• WHAT THE TASK ASKS
Reproduce every entry exactly as written.

Stored items:
Content starts
#[cfg(test)]
mod tests {
    use super::*;

    #[test]
    fn length_encoder_covers_all_three_tiers() {
        let mut rc = RangeEncoder::new();
        let mut enc = LengthEncoder::new();
        enc.encode(&mut rc, MATCH_LEN_MIN, 0);
        enc.encode(&mut rc, 12, 0);
        enc.encode(&mut rc, MATCH_LEN_MAX, 0);
        assert!(!rc.finish().is_empty());
    }

    #[test]
    fn dist_slot_matches_known_boundaries() {
        assert_eq!(dist_slot(0), 0);
        assert_eq!(dist_slot(3), 3);
        assert_eq!(dist_slot(4), 4);
        assert_eq!(dist_slot(7), 5);
        assert_eq!(dist_slot(8), 6);
        assert_eq!(dist_slot(15), 7);
    }

    #[test]
    fn state_transitions_follow_the_12_state_automaton() {
        assert_eq!(LIT_NEXT_STATES[0], 0);
        assert_eq!(MATCH_NEXT_STATES[0], 7);
        assert_eq!(REP_NEXT_STATES[7], 11);
        assert_eq!(SHORT_REP_NEXT_STATES[0], 9);
        assert!(state_is_after_match(7));
        assert!(!state_is_after_match(6));
    }

    #[test]
    fn fresh_state_starts_at_zero_with_no_reps() {
        let state = LzmaState::new(3, 0, 2);
        assert_eq!(state.state(), 0);
        assert_eq!(state.reps(), &[0, 0, 0, 0]);
    }

    #[test]
    fn encoding_a_literal_does_not_leave_state_zero() {
        let mut state = LzmaState::new(3, 0, 2);
        let mut rc = RangeEncoder::new();
        state.encode_literal(&mut rc, b'A', 0, 0, None);
        assert_eq!(state.state(), 0);
        assert!(!rc.finish().is_empty());
    }

    #[test]
    fn encoding_a_match_advances_state_and_rotates_reps() {
        let mut state = LzmaState::new(3, 0, 2);
        let mut rc = RangeEncoder::new();
        state.encode_match(&mut rc, 10, 5, 0);
        assert_eq!(state.state(), 7);
        assert_eq!(state.reps()[0], 9);
        assert!(!rc.finish().is_empty());
    }

    #[test]
    fn encoding_a_rep_after_a_match_reuses_its_distance_window() {
        let mut state = LzmaState::new(3, 0, 2);
        let mut rc = RangeEncoder::new();
        state.encode_match(&mut rc, 10, 5, 0);
        state.encode_rep(&mut rc, 0, 3, 5);
        assert!(!rc.finish().is_empty());
    }

    #[test]
    fn short_rep_uses_a_distinct_next_state() {
        let mut state = LzmaState::new(3, 0, 2);
        let mut rc = RangeEncoder::new();
        state.encode_match(&mut rc, 10, 5, 0);
        state.encode_rep(&mut rc, 0, 1, 5);
        assert_eq!(state.state(), SHORT_REP_NEXT_STATES[7]);
    }

    #[test]
    fn literal_context_distinguishes_high_bit_of_previous_byte() {
        let state = LzmaState::new(3, 0, 2);
        assert_ne!(state.literal_context(0, 0), state.literal_context(0, 0x80));
    }

    #[test]
    fn priced_literal_matches_actual_encoded_bit_count_within_rounding() {
        let state = LzmaState::new(3, 0, 2);
        let prices = PriceTable::new();
        let price = state.price_literal(&prices, b'A', 0, 0, None);
        assert!(price > 0);
    }

    #[test]
    fn pricing_never_mutates_the_model() {
        let state = LzmaState::new(3, 0, 2);
        let prices = PriceTable::new();
        let before = state.price_match(&prices, 10, 5, 0);
        let after = state.price_match(&prices, 10, 5, 0);
        assert_eq!(before, after);
    }

    #[test]
    fn a_rep0_is_cheaper_to_price_than_a_fresh_match_with_large_distance() {
        let mut state = LzmaState::new(3, 0, 2);
        let mut rc = RangeEncoder::new();
        state.encode_match(&mut rc, 1000, 10, 0);
        let prices = PriceTable::new();
        let rep_price = state.price_rep(&prices, 0, 10, 10);
        let fresh_price = state.price_match(&prices, 50000, 10, 10);
        assert!(rep_price < fresh_price);
    }
}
Content ends
• RESPONSE TO THIS EXERCISE
#[cfg(test)]
mod tests {
    use super::*;

    #[test]
    fn length_encoder_covers_all_three_tiers() {
        let mut rc = RangeEncoder::new();
        let mut enc = LengthEncoder::new();
        enc.encode(&mut rc, MATCH_LEN_MIN, 0);
        enc.encode(&mut rc, 12, 0);
        enc.encode(&mut rc, MATCH_LEN_MAX, 0);
        assert!(!rc.finish().is_empty());
    }

    #[test]
    fn dist_slot_matches_known_boundaries() {
        assert_eq!(dist_slot(0), 0);
        assert_eq!(dist_slot(3), 3);
        assert_eq!(dist_slot(4), 4);
        assert_eq!(dist_slot(7), 5);
        assert_eq!(dist_slot(8), 6);
        assert_eq!(dist_slot(15), 7);
    }

    #[test]
    fn state_transitions_follow_the_12_state_automaton() {
        assert_eq!(LIT_NEXT_STATES[0], 0);
        assert_eq!(MATCH_NEXT_STATES[0], 7);
        assert_eq!(REP_NEXT_STATES[7], 11);
        assert_eq!(SHORT_REP_NEXT_STATES[0], 9);
        assert!(state_is_after_match(7));
        assert!(!state_is_after_match(6));
    }

    #[test]
    fn fresh_state_starts_at_zero_with_no_reps() {
        let state = LzmaState::new(3, 0, 2);
        assert_eq!(state.state(), 0);
        assert_eq!(state.reps(), &[0, 0, 0, 0]);
    }

    #[test]
    fn encoding_a_literal_does_not_leave_state_zero() {
        let mut state = LzmaState::new(3, 0, 2);
        let mut rc = RangeEncoder::new();
        state.encode_literal(&mut rc, b'A', 0, 0, None);
        assert_eq!(state.state(), 0);
        assert!(!rc.finish().is_empty());
    }

    #[test]
    fn encoding_a_match_advances_state_and_rotates_reps() {
        let mut state = LzmaState::new(3, 0, 2);
        let mut rc = RangeEncoder::new();
        state.encode_match(&mut rc, 10, 5, 0);
        assert_eq!(state.state(), 7);
        assert_eq!(state.reps()[0], 9);
        assert!(!rc.finish().is_empty());
    }

    #[test]
    fn encoding_a_rep_after_a_match_reuses_its_distance_window() {
        let mut state = LzmaState::new(3, 0, 2);
        let mut rc = RangeEncoder::new();
        state.encode_match(&mut rc, 10, 5, 0);
        state.encode_rep(&mut rc, 0, 3, 5);
        assert!(!rc.finish().is_empty());
    }

    #[test]
    fn short_rep_uses_a_distinct_next_state() {
        let mut state = LzmaState::new(3, 0, 2);
        let mut rc = RangeEncoder::new();
        state.encode_match(&mut rc, 10, 5, 0);
        state.encode_rep(&mut rc, 0, 1, 5);
        assert_eq!(state.state(), SHORT_REP_NEXT_STATES[7]);
    }

    #[test]
    fn literal_context_distinguishes_high_bit_of_previous_byte() {
        let state = LzmaState::new(3, 0, 2);
        assert_ne!(state.literal_context(0, 0), state.literal_context(0, 0x80));
    }

    #[test]
    fn priced_literal_matches_actual_encoded_bit_count_within_rounding() {
        let state = LzmaState::new(3, 0, 2);
        let prices = PriceTable::new();
        let price = state.price_literal(&prices, b'A', 0, 0, None);
        assert!(price > 0);
    }

    #[test]
    fn pricing_never_mutates_the_model() {
        let state = LzmaState::new(3, 0, 2);
        let prices = PriceTable::new();
        let before = state.price_match(&prices, 10, 5, 0);
        let after = state.price_match(&prices, 10, 5, 0);
        assert_eq!(before, after);
    }

    #[test]
    fn a_rep0_is_cheaper_to_price_than_a_fresh_match_with_large_distance() {
        let mut state = LzmaState::new(3, 0, 2);
        let mut rc = RangeEncoder::new();
        state.encode_match(&mut rc, 1000, 10, 0);
        let prices = PriceTable::new();
        let rep_price = state.price_rep(&prices, 0, 10, 10);
        let fresh_price = state.price_match(&prices, 50000, 10, 10);
        assert!(rep_price < fresh_price);
    }
}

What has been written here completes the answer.